◆ What the exercise asks:
Pull every line that includes the word "variants" from the data.

◆ Provided entries:
use std::fmt;

use glam::DVec3;

/// DIS dead reckoning algorithm: rotation Fixed or Rotating, constant rate
/// of Position or Velocity, World or Body coordinates.
///
/// Body-frame variants and all angular extrapolation are not implemented and
/// leave the pose untouched; [`DeadReckoningModel::is_implemented`] reports
/// which variants actually move an entity.
#[derive(Debug, Clone, Copy, Default, PartialEq, Eq, Hash)]
pub enum DeadReckoningModel {
    #[default]
    Other,
    Static,
    Fpw,
    Rpw,
    Rvw,
    Fvw,
    Fpb,
    Rpb,
    Rvb,
    Fvb,
}

impl From<u8> for DeadReckoningModel {
    fn from(value: u8) -> Self {
        match value {
            1 => Self::Static,
            2 => Self::Fpw,
            3 => Self::Rpw,
            4 => Self::Rvw,
            5 => Self::Fvw,
            6 => Self::Fpb,
            7 => Self::Rpb,
            8 => Self::Rvb,
            9 => Self::Fvb,
            _ => Self::Other,
        }
    }
}

impl From<DeadReckoningModel> for u8 {
    fn from(model: DeadReckoningModel) -> Self {
        match model {
            DeadReckoningModel::Other => 0,
            DeadReckoningModel::Static => 1,
            DeadReckoningModel::Fpw => 2,
            DeadReckoningModel::Rpw => 3,
            DeadReckoningModel::Rvw => 4,
            DeadReckoningModel::Fvw => 5,
            DeadReckoningModel::Fpb => 6,
            DeadReckoningModel::Rpb => 7,
            DeadReckoningModel::Rvb => 8,
            DeadReckoningModel::Fvb => 9,
        }
    }
}

impl DeadReckoningModel {
    pub fn as_str(self) -> &'static str {
        match self {
            Self::Other => "Other",
            Self::Static => "Static",
            Self::Fpw => "FPW",
            Self::Rpw => "RPW",
            Self::Rvw => "RVW",
            Self::Fvw => "FVW",
            Self::Fpb => "FPB",
            Self::Rpb => "RPB",
            Self::Rvb => "RVB",
            Self::Fvb => "FVB",
        }
    }

    pub fn is_body_frame(self) -> bool {
        matches!(self, Self::Fpb | Self::Rpb | Self::Rvb | Self::Fvb)
    }

    /// `Static` counts as implemented: holding still is its behaviour.
    pub fn is_implemented(self) -> bool {
        matches!(
            self,
            Self::Static | Self::Fpw | Self::Rpw | Self::Rvw | Self::Fvw
        )
    }

    /// Position after `dt` seconds, or `None` when this model leaves the
    /// position unchanged.
    pub fn extrapolate(
        self,
        position: DVec3,
        velocity: DVec3,
        acceleration: DVec3,
        dt: f64,
    ) -> Option<DVec3> {
        match self {
            // rotating variants share the linear term; angular rate is ignored
            Self::Fpw | Self::Rpw => Some(position + velocity * dt),
            Self::Fvw | Self::Rvw => Some(position + velocity * dt + acceleration * (0.5 * dt * dt)),
            Self::Static | Self::Other => None,
            Self::Fpb | Self::Rpb | Self::Rvb | Self::Fvb => None,
        }
    }
}

impl fmt::Display for DeadReckoningModel {
    fn fmt(&self, f: &mut fmt::Formatter<'_>) -> fmt::Result {
        f.write_str(self.as_str())
    }
}
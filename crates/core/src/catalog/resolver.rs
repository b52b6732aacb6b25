use std::fmt;

use serde::{Deserialize, Serialize};

use super::descriptor::{EntityTypeDescriptor, GENERALIZATION_ORDER, TypeField};

#[derive(Debug, Clone, PartialEq, Eq, Hash, PartialOrd, Ord, Serialize, Deserialize)]
#[serde(transparent)]
pub struct TemplateId(String);

impl TemplateId {
    pub fn new(name: impl Into<String>) -> Self {
        Self(name.into())
    }

    pub fn as_str(&self) -> &str {
        &self.0
    }
}

impl From<&str> for TemplateId {
    fn from(name: &str) -> Self {
        Self::new(name)
    }
}

impl From<String> for TemplateId {
    fn from(name: String) -> Self {
        Self(name)
    }
}

impl fmt::Display for TemplateId {
    fn fmt(&self, f: &mut fmt::Formatter<'_>) -> fmt::Result {
        f.write_str(&self.0)
    }
}

#[derive(Debug, Clone, PartialEq, Eq, Serialize, Deserialize)]
pub struct CatalogEntry {
    #[serde(flatten)]
    pub descriptor: EntityTypeDescriptor,
    pub template: TemplateId,
}

impl CatalogEntry {
    pub fn new(descriptor: EntityTypeDescriptor, template: impl Into<TemplateId>) -> Self {
        Self {
            descriptor,
            template: template.into(),
        }
    }
}

#[derive(Debug, thiserror::Error)]
pub enum CatalogError {
    #[error("type catalog has no entries")]
    Empty,
}

/// How far a lookup had to broaden before it found a template.
#[derive(Debug, Clone, Copy, PartialEq, Eq)]
pub enum Resolution {
    Exact,
    /// Matched after clearing this field and every field before it in
    /// [`GENERALIZATION_ORDER`].
    Generalized(TypeField),
    Fallback,
}

/// Sorted, immutable mapping from entity type descriptors to templates.
///
/// Entry 0 is the fallback returned when no generalization of a descriptor is
/// present. After sorting it holds the smallest descriptor, normally the
/// all-zero "unknown" type.
#[derive(Debug, Clone)]
pub struct TypeCatalog {
    entries: Vec<CatalogEntry>,
}

impl TypeCatalog {
    pub fn new(entries: impl IntoIterator<Item = CatalogEntry>) -> Result<Self, CatalogError> {
        let mut entries: Vec<CatalogEntry> = entries.into_iter().collect();
        if entries.is_empty() {
            return Err(CatalogError::Empty);
        }

        entries.sort_by(|a, b| a.descriptor.cmp(&b.descriptor));
        entries.dedup_by(|later, earlier| {
            let duplicate = later.descriptor == earlier.descriptor;
            if duplicate {
                log::warn!(
                    "Duplicate catalog entry for {}: keeping {}, ignoring {}",
                    later.descriptor,
                    earlier.template,
                    later.template
                );
            }
            duplicate
        });

        if !entries[0].descriptor.is_unknown() {
            log::warn!(
                "Catalog has no entry for the unknown type, falling back to {} ({})",
                entries[0].template,
                entries[0].descriptor
            );
        }

        Ok(Self { entries })
    }

    pub fn entries(&self) -> &[CatalogEntry] {
        &self.entries
    }

    pub fn len(&self) -> usize {
        self.entries.len()
    }

    pub fn is_empty(&self) -> bool {
        self.entries.is_empty()
    }

    pub fn fallback(&self) -> &TemplateId {
        &self.entries[0].template
    }

    pub fn resolve(&self, descriptor: EntityTypeDescriptor) -> &TemplateId {
        self.resolve_with_level(descriptor).0
    }

    pub fn resolve_with_level(&self, descriptor: EntityTypeDescriptor) -> (&TemplateId, Resolution) {
        if let Some(entry) = self.find(&descriptor) {
            return (&entry.template, Resolution::Exact);
        }

        for (field, key) in GENERALIZATION_ORDER.iter().zip(descriptor.generalizations()) {
            if let Some(entry) = self.find(&key) {
                return (&entry.template, Resolution::Generalized(*field));
            }
        }

        (self.fallback(), Resolution::Fallback)
    }

    fn find(&self, key: &EntityTypeDescriptor) -> Option<&CatalogEntry> {
        self.entries
            .binary_search_by(|entry| entry.descriptor.cmp(key))
            .ok()
            .map(|index| &self.entries[index])
    }
}

#[cfg(test)]
mod tests {
    use proptest::prelude::*;

    use super::*;

    fn d(kind: u8, domain: u8, country: u16, category: u8, sub: u8, specific: u8) -> EntityTypeDescriptor {
        EntityTypeDescriptor::new(kind, domain, country, category, sub, specific, 0)
    }

    fn small_catalog() -> TypeCatalog {
        TypeCatalog::new([
            CatalogEntry::new(d(1, 2, 0, 20, 0, 0), "Jaguar"),
            CatalogEntry::new(EntityTypeDescriptor::UNKNOWN, "Unknown"),
            CatalogEntry::new(d(1, 0, 0, 0, 0, 0), "Frigate"),
        ])
        .unwrap()
    }

    #[test]
    fn empty_catalog_is_rejected() {
        assert!(matches!(TypeCatalog::new([]), Err(CatalogError::Empty)));
    }

    #[test]
    fn entries_are_sorted_after_construction() {
        let catalog = TypeCatalog::new([
            CatalogEntry::new(d(1, 2, 225, 20, 2, 10), "UH60"),
            CatalogEntry::new(d(1, 1, 0, 1, 0, 0), "Shuttle"),
            CatalogEntry::new(d(1, 2, 0, 20, 0, 0), "SepecatJaguar"),
            CatalogEntry::new(EntityTypeDescriptor::UNKNOWN, "DisUnknownEntity"),
            CatalogEntry::new(d(1, 0, 0, 0, 0, 0), "Frigate"),
        ])
        .unwrap();

        assert!(
            catalog
                .entries()
                .windows(2)
                .all(|pair| pair[0].descriptor <= pair[1].descriptor)
        );
        assert_eq!(catalog.fallback().as_str(), "DisUnknownEntity");
    }

    #[test]
    fn duplicate_descriptors_keep_first_entry() {
        let catalog = TypeCatalog::new([
            CatalogEntry::new(EntityTypeDescriptor::UNKNOWN, "Unknown"),
            CatalogEntry::new(d(1, 0, 0, 0, 0, 0), "Frigate"),
            CatalogEntry::new(d(1, 0, 0, 0, 0, 0), "Destroyer"),
        ])
        .unwrap();

        assert_eq!(catalog.len(), 2);
        assert_eq!(catalog.resolve(d(1, 0, 0, 0, 0, 0)).as_str(), "Frigate");
    }

    #[test]
    fn exact_match() {
        let catalog = small_catalog();
        let (template, level) = catalog.resolve_with_level(d(1, 2, 0, 20, 0, 0));

        assert_eq!(template.as_str(), "Jaguar");
        assert_eq!(level, Resolution::Exact);
    }

    #[test]
    fn generalizes_down_to_category() {
        let catalog = small_catalog();
        let (template, level) = catalog.resolve_with_level(d(1, 2, 225, 20, 2, 10));

        assert_eq!(template.as_str(), "Jaguar");
        assert_eq!(level, Resolution::Generalized(TypeField::Country));
    }

    #[test]
    fn generalizes_down_to_kind() {
        let catalog = small_catalog();

        assert_eq!(catalog.resolve(d(1, 3, 225, 4, 1, 1)).as_str(), "Frigate");
    }

    #[test]
    fn unmatched_kind_resolves_to_fallback_entry() {
        let catalog = small_catalog();

        assert_eq!(catalog.resolve(d(9, 9, 9, 9, 9, 9)).as_str(), "Unknown");
    }

    #[test]
    fn fallback_without_unknown_entry_is_first_entry() {
        let catalog = TypeCatalog::new([
            CatalogEntry::new(d(2, 0, 0, 0, 0, 0), "Munition"),
            CatalogEntry::new(d(1, 0, 0, 0, 0, 0), "Frigate"),
        ])
        .unwrap();
        let (template, level) = catalog.resolve_with_level(d(3, 1, 1, 1, 1, 1));

        assert_eq!(template.as_str(), "Frigate");
        assert_eq!(level, Resolution::Fallback);
    }

    #[test]
    fn catalog_entry_from_json() {
        let entry: CatalogEntry =
            serde_json::from_str(r#"{"kind": 1, "domain": 2, "category": 20, "template": "SepecatJaguar"}"#)
                .unwrap();

        assert_eq!(entry.descriptor, d(1, 2, 0, 20, 0, 0));
        assert_eq!(entry.template.as_str(), "SepecatJaguar");
    }

    fn arb_descriptor() -> impl Strategy<Value = EntityTypeDescriptor> {
        (
            0u8..4,
            0u8..4,
            prop_oneof![Just(0u16), Just(225u16), Just(13u16)],
            0u8..25,
            0u8..4,
            0u8..12,
            0u8..3,
        )
            .prop_map(|(kind, domain, country, category, sub, specific, extra)| {
                EntityTypeDescriptor::new(kind, domain, country, category, sub, specific, extra)
            })
    }

    proptest! {
        #[test]
        fn every_catalog_descriptor_resolves_to_itself(
            descriptors in prop::collection::btree_set(arb_descriptor(), 1..64)
        ) {
            let entries: Vec<CatalogEntry> = descriptors
                .iter()
                .rev()
                .map(|descriptor| CatalogEntry::new(*descriptor, TemplateId::new(descriptor.to_string())))
                .collect();
            let catalog = TypeCatalog::new(entries).unwrap();

            prop_assert!(
                catalog
                    .entries()
                    .windows(2)
                    .all(|pair| pair[0].descriptor <= pair[1].descriptor)
            );
            for descriptor in &descriptors {
                prop_assert_eq!(catalog.resolve(*descriptor).as_str(), descriptor.to_string());
            }
        }

        #[test]
        fn resolution_never_picks_a_more_specific_entry(
            descriptors in prop::collection::btree_set(arb_descriptor(), 1..64),
            query in arb_descriptor(),
        ) {
            let entries: Vec<CatalogEntry> = descriptors
                .iter()
                .map(|descriptor| CatalogEntry::new(*descriptor, TemplateId::new(descriptor.to_string())))
                .collect();
            let catalog = TypeCatalog::new(entries).unwrap();

            let (template, level) = catalog.resolve_with_level(query);
            match level {
                Resolution::Exact => prop_assert_eq!(template.as_str(), query.to_string()),
                Resolution::Generalized(_) => {
                    let candidates: Vec<String> =
                        query.generalizations().map(|key| key.to_string()).collect();
                    prop_assert!(candidates.iter().any(|key| key == template.as_str()));
                }
                Resolution::Fallback => prop_assert_eq!(template, catalog.fallback()),
            }
        }
    }
}
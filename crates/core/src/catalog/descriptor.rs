use std::fmt;

use serde::{Deserialize, Serialize};

/// Seven-level DIS entity type code, most significant field first.
///
/// Field order matters: the derived `Ord` compares fields lexicographically in
/// declaration order, which is the sort and search key of the type catalog.
#[derive(
    Debug, Clone, Copy, Default, PartialEq, Eq, PartialOrd, Ord, Hash, Serialize, Deserialize,
)]
#[serde(default)]
pub struct EntityTypeDescriptor {
    pub kind: u8,
    pub domain: u8,
    pub country: u16,
    pub category: u8,
    pub subcategory: u8,
    pub specific: u8,
    pub extra: u8,
}

#[derive(Debug, Clone, Copy, PartialEq, Eq)]
pub enum TypeField {
    Kind,
    Domain,
    Country,
    Category,
    Subcategory,
    Specific,
    Extra,
}

/// Fields cleared one at a time when an exact lookup misses. Country is
/// relaxed before category.
pub const GENERALIZATION_ORDER: [TypeField; 7] = [
    TypeField::Extra,
    TypeField::Specific,
    TypeField::Subcategory,
    TypeField::Country,
    TypeField::Category,
    TypeField::Domain,
    TypeField::Kind,
];

impl EntityTypeDescriptor {
    pub const UNKNOWN: Self = Self::new(0, 0, 0, 0, 0, 0, 0);

    pub const fn new(
        kind: u8,
        domain: u8,
        country: u16,
        category: u8,
        subcategory: u8,
        specific: u8,
        extra: u8,
    ) -> Self {
        Self {
            kind,
            domain,
            country,
            category,
            subcategory,
            specific,
            extra,
        }
    }

    pub fn is_unknown(&self) -> bool {
        *self == Self::UNKNOWN
    }

    pub fn clear(&mut self, field: TypeField) {
        match field {
            TypeField::Kind => self.kind = 0,
            TypeField::Domain => self.domain = 0,
            TypeField::Country => self.country = 0,
            TypeField::Category => self.category = 0,
            TypeField::Subcategory => self.subcategory = 0,
            TypeField::Specific => self.specific = 0,
            TypeField::Extra => self.extra = 0,
        }
    }

    /// Successively broader search keys, one per entry of
    /// [`GENERALIZATION_ORDER`]. Each key keeps the fields cleared by the
    /// previous ones, so the last key is always all-zero.
    pub fn generalizations(self) -> impl Iterator<Item = Self> {
        GENERALIZATION_ORDER.iter().scan(self, |key, &field| {
            key.clear(field);
            Some(*key)
        })
    }
}

impl fmt::Display for EntityTypeDescriptor {
    fn fmt(&self, f: &mut fmt::Formatter<'_>) -> fmt::Result {
        write!(
            f,
            "{}.{}.{}.{}.{}.{}.{}",
            self.kind,
            self.domain,
            self.country,
            self.category,
            self.subcategory,
            self.specific,
            self.extra
        )
    }
}
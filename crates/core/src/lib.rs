pub mod catalog;
pub mod client;
pub mod config;
pub mod dispatch;
pub mod entity;
pub mod geo;
pub mod net;
pub mod pdu;
pub mod reckoning;
pub mod world;

pub use catalog::{CatalogEntry, CatalogError, EntityTypeDescriptor, TemplateId, TypeCatalog};
pub use client::{ClientError, DisClient, EvictionPolicy, NeverEvict};
pub use config::ClientConfig;
pub use dispatch::{DispatchSummary, Dispatcher};
pub use entity::{EntityTable, TrackedEntity};
pub use net::{ClientStats, MemoryTransport, Transport, TransportError, UdpTransport};
pub use pdu::{EntityId, EntityStatePdu, Pdu, PduError, PduHeader, PduKind};
pub use reckoning::DeadReckoningModel;
pub use world::{SimWorld, World, WorldError};
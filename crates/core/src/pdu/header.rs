use byteorder::{BigEndian, ReadBytesExt, WriteBytesExt};

use super::PduError;

/// IEEE 1278.1-1995.
pub const PROTOCOL_VERSION: u8 = 6;
pub const FAMILY_ENTITY_INFORMATION: u8 = 1;
pub const FAMILY_WARFARE: u8 = 2;

#[derive(Debug, Clone, Copy, PartialEq, Eq)]
pub enum PduKind {
    EntityState,
    Fire,
    Detonation,
    Other(u8),
}

impl From<u8> for PduKind {
    fn from(value: u8) -> Self {
        match value {
            1 => Self::EntityState,
            2 => Self::Fire,
            3 => Self::Detonation,
            other => Self::Other(other),
        }
    }
}

impl From<PduKind> for u8 {
    fn from(kind: PduKind) -> Self {
        match kind {
            PduKind::EntityState => 1,
            PduKind::Fire => 2,
            PduKind::Detonation => 3,
            PduKind::Other(other) => other,
        }
    }
}

#[derive(Debug, Clone, Copy, PartialEq, Eq)]
pub struct PduHeader {
    pub protocol_version: u8,
    pub exercise_id: u8,
    pub kind: PduKind,
    pub protocol_family: u8,
    pub timestamp: u32,
    /// Total PDU length in bytes, header included.
    pub length: u16,
}

impl PduHeader {
    pub const SIZE: usize = 12;

    pub fn new(kind: PduKind, exercise_id: u8) -> Self {
        let protocol_family = match kind {
            PduKind::Fire | PduKind::Detonation => FAMILY_WARFARE,
            _ => FAMILY_ENTITY_INFORMATION,
        };

        Self {
            protocol_version: PROTOCOL_VERSION,
            exercise_id,
            kind,
            protocol_family,
            timestamp: 0,
            length: Self::SIZE as u16,
        }
    }

    pub fn decode(bytes: &[u8]) -> Result<Self, PduError> {
        if bytes.len() < Self::SIZE {
            return Err(PduError::Truncated {
                needed: Self::SIZE,
                available: bytes.len(),
            });
        }

        let mut cursor = bytes;
        let protocol_version = cursor.read_u8()?;
        let exercise_id = cursor.read_u8()?;
        let kind = PduKind::from(cursor.read_u8()?);
        let protocol_family = cursor.read_u8()?;
        let timestamp = cursor.read_u32::<BigEndian>()?;
        let length = cursor.read_u16::<BigEndian>()?;
        let _padding = cursor.read_u16::<BigEndian>()?;

        Ok(Self {
            protocol_version,
            exercise_id,
            kind,
            protocol_family,
            timestamp,
            length,
        })
    }

    pub fn encode_into(&self, out: &mut Vec<u8>) -> Result<(), PduError> {
        out.write_u8(self.protocol_version)?;
        out.write_u8(self.exercise_id)?;
        out.write_u8(self.kind.into())?;
        out.write_u8(self.protocol_family)?;
        out.write_u32::<BigEndian>(self.timestamp)?;
        out.write_u16::<BigEndian>(self.length)?;
        out.write_u16::<BigEndian>(0)?;
        Ok(())
    }
}

#[cfg(test)]
mod tests {
    use super::*;

    #[test]
    fn decodes_big_endian_fields() {
        let bytes = [6, 3, 1, 1, 0x00, 0x00, 0x01, 0x02, 0x00, 0x90, 0, 0];
        let header = PduHeader::decode(&bytes).unwrap();

        assert_eq!(header.protocol_version, 6);
        assert_eq!(header.exercise_id, 3);
        assert_eq!(header.kind, PduKind::EntityState);
        assert_eq!(header.timestamp, 0x0102);
        assert_eq!(header.length, 144);
    }

    #[test]
    fn short_buffer_is_truncated() {
        let err = PduHeader::decode(&[6, 1, 1]).unwrap_err();

        assert!(matches!(
            err,
            PduError::Truncated {
                needed: 12,
                available: 3
            }
        ));
    }

    #[test]
    fn unknown_kind_is_preserved() {
        let mut header = PduHeader::new(PduKind::from(26), 1);
        header.length = 40;

        let mut bytes = Vec::new();
        header.encode_into(&mut bytes).unwrap();

        assert_eq!(bytes.len(), PduHeader::SIZE);
        assert_eq!(PduHeader::decode(&bytes).unwrap().kind, PduKind::Other(26));
    }
}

◆ Written answer:
/// Body-frame variants and all angular extrapolation are not implemented and
/// which variants actually move an entity.
            // rotating variants share the linear term; angular rate is ignored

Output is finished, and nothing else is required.